Cuba Punishes Doctors for Using Revolico / Cubanet, Orlando Gonzalez

The government has cancelled your INFOMED email account due to its having been used on a classified ad website.

cubanet square logoCubanet, Orlando González, Mayabeque, Cuba, 12 March 2015 — Since February 23, the government has been cancelling some doctors’ and dentists’ internet and email accounts on the nation’s INFOMED network, which the state designates for health care professionals. The reason? Emails were being used to post classified ads on the popular Revolico website. Punitive actions like this are evidence of the government’s intention not to allow free access to Internet, at least in the short term.

The classified ad website  http://www.revolico.com is very well-known among many Cubans on the island. It lists a wide range of products available on the black market, including merchandise at prices much cheaper than those found in state-owned retail stores. The government has tried, so far unsuccessfully, to block access to the site. Nevertheless, Cubans have managed to make a mockery of the limitations by going through web services designed to evade censorship (VPN and web proxies). An offline version of the webpage is also delivered to homes through the popular underground entertainment service known as the “national packet.” It contains all the classified ads from the previous week.

Fifty-nine-year-old retired dentist Tania Alonso stated, “INFOMED email is the only way I have of communicating with my family overseas. Now they have taken it away because a nephew of mine, who uses the computer in my house, posted an ad for his cell phone on Revolico and listed my email address. No one told me anything. Only after I asked why I had not had email service for a week did they tell me that I was being sanctioned and they had cancelled my account. I really don’t know if what my nephew did is as serious as all that.”

Doctors in several cities claim they have made complaints in the respective workplaces but have not received explanations for the sanctions.

“It’s unbelievable that visiting a classified ad page — a right in almost every country in the world, including Venezuela — is virtually a crime here,” says Jose Alberto, a gatroenterologist from the city of San Antonio de los Baños. “For this ’indiscretion’ the authorities punish doctors who have served on various international medical missions, taking away their only means of accessing the INFOMED network. I think this action is ridiculous and shows a total lack of respect for health care professionals. We are practically slaves to the government. We work for a salary which barely allows us to eat. In any other country of the world we would be more recognized and appreciated than we are in our own. I am a veteran of three international missions and they take away my access just for using my email address as the contact in a classified ad.”
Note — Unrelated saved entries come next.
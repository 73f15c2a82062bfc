use std::path::PathBuf;
use std::time::Duration;

use clap::Parser;
use reqwest::Url;

use crate::argocd::{ClientOptions, WatchFilter};
use crate::error::ConfigError;
use crate::model::{SortConfig, SortDirection, SortField};
use crate::sync::SyncOptions;

/// argonaut: a live terminal dashboard for Argo CD applications
#[derive(Parser, Debug, Clone)]
#[command(name = "argonaut")]
#[command(author, version, about, long_about = None)]
pub struct Cli {
    /// Argo CD API server, e.g. argocd.example.com or https://argocd.example.com
    #[arg(long, env = "ARGOCD_SERVER")]
    pub server: String,

    /// Bearer token for the API server
    #[arg(long, env = "ARGOCD_AUTH_TOKEN", hide_env_values = true)]
    pub auth_token: Option<String>,

    /// Accept invalid TLS certificates
    #[arg(long, env = "ARGOCD_INSECURE")]
    pub insecure: bool,

    /// Only watch these projects (repeatable)
    #[arg(long = "project", value_name = "PROJECT")]
    pub projects: Vec<String>,

    /// Initial tree sort field: name, health or sync
    #[arg(long, default_value = "name")]
    pub sort: String,

    /// Sort the tree in descending order
    #[arg(long)]
    pub sort_desc: bool,

    /// Timeout in seconds for unary requests and stream connects
    #[arg(long, default_value = "10")]
    pub request_timeout: u64,

    /// Log file path [default: <tmp>/argonaut.log]
    #[arg(long)]
    pub log_file: Option<PathBuf>,

    /// Log level when RUST_LOG is unset
    #[arg(long, default_value = "info")]
    pub log_level: String,
}

/// Validated runtime configuration.
#[derive(Debug, Clone)]
pub struct Config {
    pub server: Url,
    pub auth_token: Option<String>,
    pub insecure: bool,
    pub projects: Vec<String>,
    pub sort: SortConfig,
    pub request_timeout: Duration,
    pub log_file: PathBuf,
    pub log_level: String,
}

impl Cli {
    pub fn into_config(self) -> Result<Config, ConfigError> {
        let server = parse_server(&self.server)?;
        let direction = if self.sort_desc { SortDirection::Desc } else { SortDirection::Asc };
        Ok(Config {
            server,
            auth_token: self.auth_token.filter(|t| !t.trim().is_empty()),
            insecure: self.insecure,
            projects: self.projects,
            sort: SortConfig::new(SortField::parse(&self.sort), direction),
            request_timeout: Duration::from_secs(self.request_timeout.max(1)),
            log_file: self.log_file.unwrap_or_else(|| std::env::temp_dir().join("argonaut.log")),
            log_level: self.log_level,
        })
    }
}

impl Config {
    pub fn client_options(&self) -> ClientOptions {
        ClientOptions {
            server: self.server.clone(),
            auth_token: self.auth_token.clone(),
            insecure: self.insecure,
            request_timeout: self.request_timeout,
        }
    }

    pub fn sync_options(&self) -> SyncOptions {
        SyncOptions {
            filter: WatchFilter::for_projects(self.projects.iter().cloned()),
            ..Default::default()
        }
    }
}

/// Normalize a server address: default to https, drop trailing slashes.
pub fn parse_server(raw: &str) -> Result<Url, ConfigError> {
    let trimmed = raw.trim().trim_end_matches('/');
    if trimmed.is_empty() {
        return Err(ConfigError::InvalidServer {
            value: raw.to_string(),
            reason: "empty".into(),
        });
    }
    let with_scheme = if trimmed.contains("://") {
        trimmed.to_string()
    } else {
        format!("https://{}", trimmed)
    };
    let url = Url::parse(&with_scheme).map_err(|e| ConfigError::InvalidServer {
        value: raw.to_string(),
        reason: e.to_string(),
    })?;
    match url.scheme() {
        "http" | "https" => {}
        other => {
            return Err(ConfigError::InvalidServer {
                value: raw.to_string(),
                reason: format!("unsupported scheme {}", other),
            });
        }
    }
    if url.host_str().is_none() {
        return Err(ConfigError::InvalidServer {
            value: raw.to_string(),
            reason: "missing host".into(),
        });
    }
    Ok(url)
}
Revolico.com, screen capture

Another health professional who did not want to be identified said, “I went a week without being able to access my email account and neither the supervisors at my workplace nor the technical support person knew why. Only after I called the INFOMED offices was I informed it had been cancelled.”

CubaNet contacted Carlos Javier Peña Díaz, a co-founder of Revolico and based in Spain, who agreed to comment.

“It’s been seven years since our website was blocked in Cuba and we still don’t understand why,” he notes. “Revolico’s only goal is to help Cubans by providing them with an alternative marketplace based on the classified ad model. They can use our website to easily advertise products or contact sellers.”

Doctors and dentists who have lost their accounts add that they do not agree with this action and will take their complaints as far as is necessary. Their letters of appeal were sent to the management of INFOMED ten days ago and those affected have not yet received a response.